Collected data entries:
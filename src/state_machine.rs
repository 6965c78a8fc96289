//! Quiz session state machine
//!
//! Implements the Elm Architecture pattern with pure state transitions.

mod effect;
pub mod event;
pub mod state;
pub(crate) mod transition;


pub use effect::Effect;
pub use event::{Event, StopReason};
#[allow(unused_imports)] // Public API re-exports
pub use state::{
    ChatId, MessageRef, Session, SessionContext, SessionKey, SessionPhase, SessionSnapshot,
    TimerStamp, UserId,
};
#[allow(unused_imports)] // Public API re-exports
pub use transition::{transition, TransitionError, TransitionResult};
//! Runtime for executing quiz sessions
//!
//! Every (chat, user) session runs as its own actor task. The store only
//! tracks handles; all session state lives inside the actors.

mod executor;
mod leaderboard;
mod timer;
pub mod traits;

#[cfg(test)]
pub mod testing;

#[allow(unused_imports)] // Public API re-exports
pub use leaderboard::{Leaderboard, TopScore};
#[allow(unused_imports)] // Public API re-exports
pub use timer::{TimerCoordinator, TimerKind, TimerStats};
pub use traits::{Transport, TransportError};

use executor::{Envelope, SessionRuntime};

use crate::bank::QuestionBank;
use crate::config::QuizConfig;
use crate::state_machine::{
    ChatId, Event, Session, SessionContext, SessionKey, SessionSnapshot, StopReason,
    TransitionError, UserId,
};
use std::collections::HashMap;
use std::sync::Arc;
use thiserror::Error;
use tokio::sync::{mpsc, watch, RwLock};
use tokio::task::JoinHandle;

const MAILBOX_CAPACITY: usize = 32;

/// Why an event could not be handed to a session
#[derive(Debug, Error, PartialEq, Eq)]
pub enum SessionError {
    #[error("session has ended")]
    Closed,
    #[error(transparent)]
    Rejected(#[from] TransitionError),
}

/// Handle to interact with a running session
#[derive(Debug, Clone)]
pub struct SessionHandle {
    mailbox: mpsc::Sender<Envelope>,
    snapshot: watch::Receiver<SessionSnapshot>,
}

impl SessionHandle {
    /// Queue an event and wait until the session has fully processed it
    pub async fn deliver(&self, event: Event) -> Result<(), SessionError> {
        let (envelope, ack) = Envelope::with_ack(event);
        self.mailbox
            .send(envelope)
            .await
            .map_err(|_| SessionError::Closed)?;
        ack.await.map_err(|_| SessionError::Closed)??;
        Ok(())
    }

    /// Queue an event without waiting for it, as a timer would
    #[allow(dead_code)] // Used by tests to inject late timer firings
    pub async fn post(&self, event: Event) -> Result<(), SessionError> {
        self.mailbox
            .send(Envelope::new(event))
            .await
            .map_err(|_| SessionError::Closed)
    }

    /// Latest state published by the session
    pub fn snapshot(&self) -> SessionSnapshot {
        *self.snapshot.borrow()
    }
}

struct SessionEntry {
    handle: SessionHandle,
    task: JoinHandle<()>,
}

impl SessionEntry {
    /// Stop the actor and wait for it to exit, so none of its timers survive
    async fn shutdown(self, key: SessionKey, reason: StopReason) {
        let SessionEntry { handle, task } = self;
        if let Err(e) = handle.deliver(Event::Stop { reason }).await {
            tracing::debug!(session = %key, error = %e, "Session already ended before stop");
        }
        drop(handle);
        if let Err(e) = task.await {
            tracing::error!(session = %key, error = %e, "Session task failed");
        }
    }
}

/// What an administrative reset removed
#[derive(Debug, Clone, Copy, PartialEq, Eq)]
pub struct ResetSummary {
    pub sessions: usize,
    pub top_score: Option<TopScore>,
}

impl ResetSummary {
    pub fn had_data(&self) -> bool {
        self.sessions > 0 || self.top_score.is_some()
    }
}

/// Registry of live sessions plus the shared leaderboard
pub struct SessionStore<T: Transport + 'static> {
    bank: Arc<QuestionBank>,
    config: Arc<QuizConfig>,
    transport: Arc<T>,
    leaderboard: Arc<Leaderboard>,
    timers: TimerCoordinator,
    sessions: RwLock<HashMap<SessionKey, SessionEntry>>,
}

impl<T: Transport + 'static> SessionStore<T> {
    pub fn new(bank: Arc<QuestionBank>, config: Arc<QuizConfig>, transport: Arc<T>) -> Self {
        Self {
            bank,
            config,
            transport,
            leaderboard: Arc::new(Leaderboard::new()),
            timers: TimerCoordinator::new(),
            sessions: RwLock::new(HashMap::new()),
        }
    }

    /// Create a session for `key` unless one exists. Returns true if created.
    pub async fn begin(&self, key: SessionKey) -> bool {
        let mut sessions = self.sessions.write().await;
        if sessions.contains_key(&key) {
            tracing::debug!(session = %key, "Session already exists");
            return false;
        }

        let session = Session::new(self.bank.questions_for_session());
        let (mailbox_tx, mailbox_rx) = mpsc::channel(MAILBOX_CAPACITY);
        let (snapshot_tx, snapshot_rx) = watch::channel(session.snapshot());

        let runtime = SessionRuntime::new(
            SessionContext::new(key, Arc::clone(&self.config)),
            session,
            Arc::clone(&self.transport),
            Arc::clone(&self.leaderboard),
            self.timers.clone(),
            mailbox_rx,
            &mailbox_tx,
            snapshot_tx,
        );
        let task = tokio::spawn(runtime.run());

        sessions.insert(
            key,
            SessionEntry {
                handle: SessionHandle {
                    mailbox: mailbox_tx,
                    snapshot: snapshot_rx,
                },
                task,
            },
        );
        tracing::info!(session = %key, "Created quiz session");
        true
    }

    pub async fn get(&self, key: SessionKey) -> Option<SessionHandle> {
        self.sessions
            .read()
            .await
            .get(&key)
            .map(|entry| entry.handle.clone())
    }

    /// Stop and forget one session. Returns false if there was none.
    pub async fn stop(&self, key: SessionKey) -> bool {
        let entry = self.sessions.write().await.remove(&key);
        match entry {
            Some(entry) => {
                entry.shutdown(key, StopReason::User).await;
                true
            }
            None => false,
        }
    }

    /// Silently stop every session in a chat and clear its top score
    pub async fn reset_chat(&self, chat_id: ChatId) -> ResetSummary {
        let drained: Vec<(SessionKey, SessionEntry)> = {
            let mut sessions = self.sessions.write().await;
            let keys: Vec<SessionKey> = sessions
                .keys()
                .filter(|key| key.chat_id == chat_id)
                .copied()
                .collect();
            keys.into_iter()
                .filter_map(|key| sessions.remove(&key).map(|entry| (key, entry)))
                .collect()
        };

        let count = drained.len();
        futures::future::join_all(
            drained
                .into_iter()
                .map(|(key, entry)| entry.shutdown(key, StopReason::Reset)),
        )
        .await;

        // Cleared after the actors exit so no late offer can repopulate it
        let top_score = self.leaderboard.clear(chat_id);
        tracing::info!(
            chat_id = %chat_id,
            sessions = count,
            live_timers = self.timers.live_in_chat(chat_id),
            "Reset chat"
        );
        ResetSummary {
            sessions: count,
            top_score,
        }
    }

    /// Score view of every session in a chat, ordered by user
    pub async fn snapshots(&self, chat_id: ChatId) -> Vec<(UserId, SessionSnapshot)> {
        let mut rows: Vec<(UserId, SessionSnapshot)> = self
            .sessions
            .read()
            .await
            .iter()
            .filter(|(key, _)| key.chat_id == chat_id)
            .map(|(key, entry)| (key.user_id, entry.handle.snapshot()))
            .collect();
        rows.sort_by_key(|(user_id, _)| *user_id);
        rows
    }

    /// Stop every session; used on process shutdown
    pub async fn shutdown_all(&self) {
        let drained: Vec<(SessionKey, SessionEntry)> =
            self.sessions.write().await.drain().collect();
        let count = drained.len();
        futures::future::join_all(
            drained
                .into_iter()
                .map(|(key, entry)| entry.shutdown(key, StopReason::Shutdown)),
        )
        .await;
        tracing::info!(
            sessions = count,
            live_timers = self.timers.total_live(),
            stats = ?self.timers.stats(),
            "Stopped all sessions"
        );
    }

    #[allow(dead_code)] // Used by tests
    pub async fn session_count(&self) -> usize {
        self.sessions.read().await.len()
    }

    pub fn config(&self) -> &QuizConfig {
        &self.config
    }

    pub fn transport(&self) -> &Arc<T> {
        &self.transport
    }

    pub fn leaderboard(&self) -> &Leaderboard {
        &self.leaderboard
    }

    #[allow(dead_code)] // Used by tests
    pub fn timers(&self) -> &TimerCoordinator {
        &self.timers
    }
}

## What needs to be done:
Above are the entries. Output exactly the lines beginning with the line that has "let keys: Vec<SessionKey>" and ending with the line that has "sessions.remove(&key).map(|entry| (key, entry)))".

## Your solution:
            let keys: Vec<SessionKey> = sessions
                .keys()
                .filter(|key| key.chat_id == chat_id)
                .copied()
                .collect();
            keys.into_iter()
                .filter_map(|key| sessions.remove(&key).map(|entry| (key, entry)))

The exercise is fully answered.